Collected data entries
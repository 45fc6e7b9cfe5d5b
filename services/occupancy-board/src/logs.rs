//! Historical usage logs: query window and chart delivery

use chrono::{Days, NaiveDate};

use crate::api::{ApiClient, ApiRule, CallOptions};
use crate::chart::{shape, DecoratedSeries};
use crate::config::{LogsConfig, QueryStyle};
use crate::model::LogPayload;

const DATE_FORMAT: &str = "%Y%m%d";

/// Date window and sampling for the logs endpoint
#[derive(Debug, Clone, PartialEq, Eq)]
pub struct LogQuery {
    pub begin: NaiveDate,
    pub end: NaiveDate,
    pub begin_hours_per_day: u8,
    pub end_hours_per_day: u8,
    pub step_hours: u8,
    pub style: QueryStyle,
}

impl LogQuery {
    /// The configured number of days up to and including `today`
    pub fn window(today: NaiveDate, config: &LogsConfig) -> Self {
        let begin = today
            .checked_sub_days(Days::new(u64::from(config.days)))
            .unwrap_or(NaiveDate::MIN);
        Self {
            begin,
            end: today,
            begin_hours_per_day: config.begin_hours_per_day,
            end_hours_per_day: config.end_hours_per_day,
            step_hours: config.step_hours,
            style: config.style,
        }
    }

    pub fn suffix(&self) -> String {
        let begin = self.begin.format(DATE_FORMAT);
        let end = self.end.format(DATE_FORMAT);
        match self.style {
            QueryStyle::Query => format!(
                "?begin_date={}&end_date={}&begin_hours_per_day={}&end_hours_per_day={}&step_hours={}",
                begin, end, self.begin_hours_per_day, self.end_hours_per_day, self.step_hours
            ),
            QueryStyle::Path => format!("{}/{}/{}", begin, end, self.step_hours),
        }
    }
}

/// Fetch the usage log for `query`, shape it into charts and hand them to
/// the frontend.
///
/// Any failure, including a `success: false` body, switches the log view to
/// its error notice and is returned.
pub async fn fetch_logs(
    api: &ApiClient,
    rule: &ApiRule,
    query: &LogQuery,
) -> crate::Result<Vec<DecoratedSeries>> {
    let suffix = query.suffix();
    tracing::debug!("Fetching logs {}", suffix);

    let result = api
        .call::<LogPayload>(rule, Some(&suffix), CallOptions::default())
        .await
        .and_then(LogPayload::into_graphs);

    let frontend = api.frontend();
    match result {
        Ok(graphs) => {
            frontend.set_log_display_mode(true);
            let shaped = shape(&graphs);
            frontend.apply_graphs(&shaped);
            tracing::info!("Applied {} log charts", shaped.len());
            Ok(shaped)
        }
        Err(e) => {
            frontend.set_log_display_mode(false);
            tracing::error!("Log fetch failed: {}", e);
            Err(e)
        }
    }
}
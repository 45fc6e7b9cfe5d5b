//! Status renderer: turns facility status into view-model entries

use std::fmt;

use serde::Serialize;

use crate::model::StatusItem;

/// Anchor prefix linking a summary row to its detail panel
const ANCHOR_PREFIX: &str = "toilet-group";

/// Capacity usage classification
#[derive(Debug, Clone, Copy, PartialEq, Eq, Serialize)]
#[serde(rename_all = "snake_case")]
pub enum SeverityBand {
    Nominal,
    Warning,
    Critical,
}

impl SeverityBand {
    pub fn from_rate(rate_percent: u8) -> Self {
        match rate_percent {
            0..=49 => SeverityBand::Nominal,
            50..=99 => SeverityBand::Warning,
            _ => SeverityBand::Critical,
        }
    }
}

impl fmt::Display for SeverityBand {
    fn fmt(&self, f: &mut fmt::Formatter<'_>) -> fmt::Result {
        match self {
            SeverityBand::Nominal => write!(f, "nominal"),
            SeverityBand::Warning => write!(f, "warning"),
            SeverityBand::Critical => write!(f, "critical"),
        }
    }
}

/// Free capacity, with "none" kept distinct from a count so the view can
/// swap the number for a marker
#[derive(Debug, Clone, Copy, PartialEq, Eq, Serialize)]
#[serde(rename_all = "snake_case")]
pub enum Availability {
    Some(u32),
    None,
}

impl fmt::Display for Availability {
    fn fmt(&self, f: &mut fmt::Formatter<'_>) -> fmt::Result {
        match self {
            Availability::Some(n) => write!(f, "{}", n),
            Availability::None => write!(f, "none"),
        }
    }
}

/// State of one sub-unit inside a group
#[derive(Debug, Clone, Copy, PartialEq, Eq, Serialize)]
#[serde(rename_all = "snake_case")]
pub enum DetailState {
    InUse,
    Available,
    OutOfService,
}

impl fmt::Display for DetailState {
    fn fmt(&self, f: &mut fmt::Formatter<'_>) -> fmt::Result {
        match self {
            DetailState::InUse => write!(f, "in use"),
            DetailState::Available => write!(f, "available"),
            DetailState::OutOfService => write!(f, "out of service"),
        }
    }
}

/// Callout colour for a facility
#[derive(Debug, Clone, Copy, PartialEq, Eq, Serialize)]
#[serde(rename_all = "snake_case")]
pub enum Accent {
    Primary,
    Danger,
}

impl Accent {
    /// Men's facilities get the primary callout, everything else danger
    pub fn for_name(name: &str) -> Self {
        if name.contains('男') {
            Accent::Primary
        } else {
            Accent::Danger
        }
    }
}

#[derive(Debug, Clone, PartialEq, Serialize)]
pub struct DetailEntry {
    pub name: String,
    pub state: DetailState,
}

#[derive(Debug, Clone, PartialEq, Serialize)]
pub struct AvailableView {
    pub anchor_id: String,
    pub used: u32,
    pub max: u32,
    pub rate_percent: u8,
    pub band: SeverityBand,
    pub available: u32,
    pub availability: Availability,
    pub details: Vec<DetailEntry>,
}

#[derive(Debug, Clone, PartialEq, Serialize)]
#[serde(tag = "shape", rename_all = "snake_case")]
pub enum StatusView {
    Available(AvailableView),
    OutOfService,
}

/// One rendered facility
#[derive(Debug, Clone, PartialEq, Serialize)]
pub struct StatusEntry {
    pub name: String,
    pub accent: Accent,
    pub view: StatusView,
}

impl StatusEntry {
    pub fn is_out_of_service(&self) -> bool {
        matches!(self.view, StatusView::OutOfService)
    }

    pub fn available_view(&self) -> Option<&AvailableView> {
        match &self.view {
            StatusView::Available(view) => Some(view),
            StatusView::OutOfService => None,
        }
    }
}

/// `round(100 * used / max)` clamped to 100. An empty facility (`max == 0`)
/// has nothing to offer and counts as full.
pub fn rate_percent(used: u32, max: u32) -> u8 {
    if max == 0 {
        return 100;
    }
    let (used, max) = (u64::from(used), u64::from(max));
    let rounded = (200 * used + max) / (2 * max);
    rounded.min(100) as u8
}

/// Shape every top-level item. Output order and anchors follow input order.
pub fn render(items: &[StatusItem]) -> Vec<StatusEntry> {
    items
        .iter()
        .enumerate()
        .map(|(index, item)| render_item(index, item))
        .collect()
}

fn render_item(index: usize, item: &StatusItem) -> StatusEntry {
    let accent = Accent::for_name(&item.name);
    if !item.valid {
        return StatusEntry {
            name: item.name.clone(),
            accent,
            view: StatusView::OutOfService,
        };
    }

    let used = item.used.unwrap_or_default();
    let max = item.max.unwrap_or_default();
    let rate = rate_percent(used, max);
    let available = max.saturating_sub(used);
    let details = item
        .details
        .as_deref()
        .unwrap_or_default()
        .iter()
        .map(|sub| DetailEntry {
            name: sub.name.clone(),
            state: detail_state(sub),
        })
        .collect();

    StatusEntry {
        name: item.name.clone(),
        accent,
        view: StatusView::Available(AvailableView {
            anchor_id: format!("{}-{}", ANCHOR_PREFIX, index),
            used,
            max,
            rate_percent: rate,
            band: SeverityBand::from_rate(rate),
            available,
            availability: if available > 0 {
                Availability::Some(available)
            } else {
                Availability::None
            },
            details,
        }),
    }
}

fn detail_state(sub: &StatusItem) -> DetailState {
    if !sub.valid {
        DetailState::OutOfService
    } else if sub.used.unwrap_or_default() > 0 {
        DetailState::InUse
    } else {
        DetailState::Available
    }
}
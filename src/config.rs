use std::path::PathBuf;

use figment::{
    providers::{Env, Serialized},
    Figment,
};
use serde::{Deserialize, Serialize};

use crate::constants::{BASE_SPEED, SPEED_PER_LEVEL, TICKS_PER_SECOND};

/// Tunable rules and driver settings.
///
/// Every field has a default; any of them can be overridden with a `PURSUIT_`-prefixed
/// environment variable, e.g. `PURSUIT_TICK_RATE=60`.
#[derive(Debug, Clone, PartialEq, Serialize, Deserialize)]
#[serde(default)]
pub struct Config {
    /// Simulation ticks per second
    pub tick_rate: u32,
    /// Distance covered per tick on the first level
    pub base_speed: f32,
    /// Speed added for every completed level
    pub speed_per_level: f32,
    /// How long pursuers stay frightened on the first level
    pub panic_seconds: u32,
    /// Floor for the frightened duration as levels shorten it
    pub min_panic_seconds: u32,
    pub starting_lives: u32,
    /// Score at which the single extra life is awarded
    pub extra_life_score: u32,
    /// Frozen time before each start and respawn
    pub countdown_seconds: u32,
    /// How long a fruit stays in the socket
    pub fruit_seconds: u32,
    /// Fixed RNG seed; random if unset
    pub seed: Option<u64>,
    /// Stop the headless driver after this many ticks
    pub max_ticks: Option<u64>,
    /// Board file to load instead of the built-in board
    pub map_path: Option<PathBuf>,
}

impl Default for Config {
    fn default() -> Self {
        Self {
            tick_rate: TICKS_PER_SECOND,
            base_speed: BASE_SPEED,
            speed_per_level: SPEED_PER_LEVEL,
            panic_seconds: 10,
            min_panic_seconds: 1,
            starting_lives: 3,
            extra_life_score: 10_000,
            countdown_seconds: 3,
            fruit_seconds: 10,
            seed: None,
            max_ticks: None,
            map_path: None,
        }
    }
}

impl Config {
    /// The layered configuration source: defaults, then the environment.
    pub fn figment() -> Figment {
        Figment::from(Serialized::defaults(Config::default())).merge(Env::prefixed("PURSUIT_"))
    }

    /// Loads and validates the configuration.
    pub fn load() -> Result<Config, figment::Error> {
        let config: Config = Self::figment().extract()?;
        config.validate()?;
        Ok(config)
    }

    /// Rejects settings the simulation cannot run with.
    pub fn validate(&self) -> Result<(), figment::Error> {
        if self.tick_rate == 0 {
            return Err(figment::Error::from("tick_rate must be positive".to_string()));
        }
        if self.base_speed.is_nan() || self.base_speed <= 0.0 || !self.speed_per_level.is_finite() || self.speed_per_level < 0.0 {
            return Err(figment::Error::from(
                "base_speed must be positive and speed_per_level non-negative".to_string(),
            ));
        }
        // The entity box must not be able to step over a whole wall cell
        if self.base_speed >= crate::constants::CELL_SIZE / 2.0 {
            return Err(figment::Error::from(format!(
                "base_speed {} is too fast for the cell size",
                self.base_speed
            )));
        }
        if self.min_panic_seconds == 0 || self.min_panic_seconds > self.panic_seconds {
            return Err(figment::Error::from(
                "min_panic_seconds must be at least 1 and at most panic_seconds".to_string(),
            ));
        }
        Ok(())
    }

    /// Entity speed on the given level.
    pub fn speed_for_level(&self, level: u32) -> f32 {
        self.base_speed + self.speed_per_level * level as f32
    }

    /// Frightened duration, in ticks, on the given level.
    pub fn panic_ticks_for_level(&self, level: u32) -> u32 {
        self.panic_seconds.saturating_sub(level).max(self.min_panic_seconds) * self.tick_rate
    }

    pub fn countdown_ticks(&self) -> u32 {
        self.countdown_seconds * self.tick_rate
    }

    pub fn fruit_ticks(&self) -> u32 {
        self.fruit_seconds * self.tick_rate
    }
}

#[cfg(test)]
mod tests {
    use super::*;
    use pretty_assertions::assert_eq;

    #[test]
    fn test_defaults_match_classic_rules() {
        let config = Config::default();
        assert_eq!(config.tick_rate, 30);
        assert_eq!(config.speed_for_level(0), 3.0);
        assert_eq!(config.speed_for_level(2), 4.0);
        assert_eq!(config.panic_ticks_for_level(0), 300);
        assert_eq!(config.countdown_ticks(), 90);
        assert!(config.validate().is_ok());
    }

    #[test]
    fn test_panic_duration_has_floor() {
        let config = Config::default();
        assert_eq!(config.panic_ticks_for_level(9), 30);
        assert_eq!(config.panic_ticks_for_level(40), 30);
    }

    #[test]
    fn test_env_overrides() {
        figment::Jail::expect_with(|jail| {
            jail.set_env("PURSUIT_TICK_RATE", "60");
            jail.set_env("PURSUIT_SEED", "7");

            let config = Config::load()?;
            assert_eq!(config.tick_rate, 60);
            assert_eq!(config.seed, Some(7));
            assert_eq!(config.starting_lives, 3);
            Ok(())
        });
    }

    #[test]
    fn test_invalid_values_rejected() {
        figment::Jail::expect_with(|jail| {
            jail.set_env("PURSUIT_TICK_RATE", "0");
            assert!(Config::load().is_err());
            Ok(())
        });
    }
}
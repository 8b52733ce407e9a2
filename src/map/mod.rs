//! This module defines the maze and provides functions for interacting with it.

pub mod direction;
pub mod grid;
pub mod parser;
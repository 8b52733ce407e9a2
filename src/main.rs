use std::time::{Duration, Instant};

use anyhow::Context;
use glam::IVec2;
use pursuit::config::Config;
use pursuit::entity::movement::arrival_tolerance;
use pursuit::events::{GameCommand, GameEvent};
use pursuit::game::{Phase, World};
use pursuit::map::direction::Direction;
use rand::rngs::SmallRng;
use rand::seq::IndexedRandom;
use rand::SeedableRng;
use smallvec::SmallVec;
use tracing::{debug, info, warn};
use tracing_error::ErrorLayer;
use tracing_subscriber::layer::SubscriberExt;
use tracing_subscriber::EnvFilter;

/// Stands in for a human: picks a random open direction at every cell, preferring not to turn back.
struct Wanderer {
    rng: SmallRng,
    last_cell: Option<IVec2>,
}

impl Wanderer {
    fn new(seed: Option<u64>) -> Self {
        let rng = match seed {
            Some(seed) => SmallRng::seed_from_u64(seed.wrapping_add(1)),
            None => SmallRng::from_os_rng(),
        };
        Self { rng, last_cell: None }
    }

    fn steer(&mut self, world: &World) -> Option<Direction> {
        let grid = world.grid();
        let player = world.player();
        let cell = player.cell(grid);

        // Only decide once per cell, near its center, and never mid-tunnel
        if self.last_cell == Some(cell)
            || cell.x <= 0
            || cell.x >= grid.width() - 1
            || !player.mover().is_centered(grid, arrival_tolerance(world.speed(), 1.0))
        {
            return None;
        }
        self.last_cell = Some(cell);

        let open: SmallVec<[Direction; 4]> = Direction::DIRECTIONS
            .into_iter()
            .filter(|&direction| matches!(grid.is_wall(cell + direction.as_ivec2()), Ok(false)))
            .collect();
        let forward: SmallVec<[Direction; 4]> = open
            .iter()
            .copied()
            .filter(|&direction| direction != player.direction().opposite())
            .collect();

        let choices = if forward.is_empty() { &open } else { &forward };
        choices.choose(&mut self.rng).copied()
    }
}

fn log_event(event: &GameEvent) {
    match event {
        GameEvent::PelletEaten(_) => {}
        GameEvent::PursuerCaptured { id, award } => info!(pursuer = id, award, "Pursuer captured"),
        GameEvent::PlayerCaught { by } => info!(pursuer = by, "Player caught"),
        GameEvent::LevelComplete { level } => info!(level, "Level complete"),
        other => debug!(event = ?other, "Game event"),
    }
}

pub fn main() -> anyhow::Result<()> {
    // Setup tracing
    let filter = EnvFilter::try_from_default_env()
        .unwrap_or_else(|_| EnvFilter::new(format!("warn,{name}=info", name = env!("CARGO_CRATE_NAME"))));
    let subscriber = tracing_subscriber::fmt()
        .with_env_filter(filter)
        .finish()
        .with(ErrorLayer::default());
    tracing::subscriber::set_global_default(subscriber).context("could not set global default subscriber")?;

    let config = Config::load().context("failed to load configuration")?;
    let mut pilot = Wanderer::new(config.seed);
    let mut world = World::from_config(config.clone()).context("failed to build world")?;

    let loop_time = Duration::from_secs(1) / config.tick_rate;
    info!("Starting simulation loop ({:.3}ms)", loop_time.as_secs_f32() * 1000.0);

    loop {
        let start = Instant::now();

        if world.phase() == Phase::Playing {
            if let Some(direction) = pilot.steer(&world) {
                world.apply(GameCommand::Steer(direction))?;
            }
        }

        for event in world.tick()? {
            log_event(&event);
        }

        if world.phase() == Phase::GameOver {
            break;
        }
        if config.max_ticks.is_some_and(|max| world.ticks() >= max) {
            info!(ticks = world.ticks(), "Tick limit reached");
            break;
        }

        if start.elapsed() < loop_time {
            spin_sleep::sleep(loop_time.saturating_sub(start.elapsed()));
        } else {
            warn!("Simulation loop behind schedule by: {:?}", start.elapsed() - loop_time);
        }
    }

    info!(
        score = world.score(),
        level = world.level(),
        lives = world.lives(),
        ticks = world.ticks(),
        "Simulation finished"
    );
    Ok(())
}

- Assignment -
A single number is asked for: how many lines in the entries above hold the string "ErrorLayer".

- Reply to the exercise -
2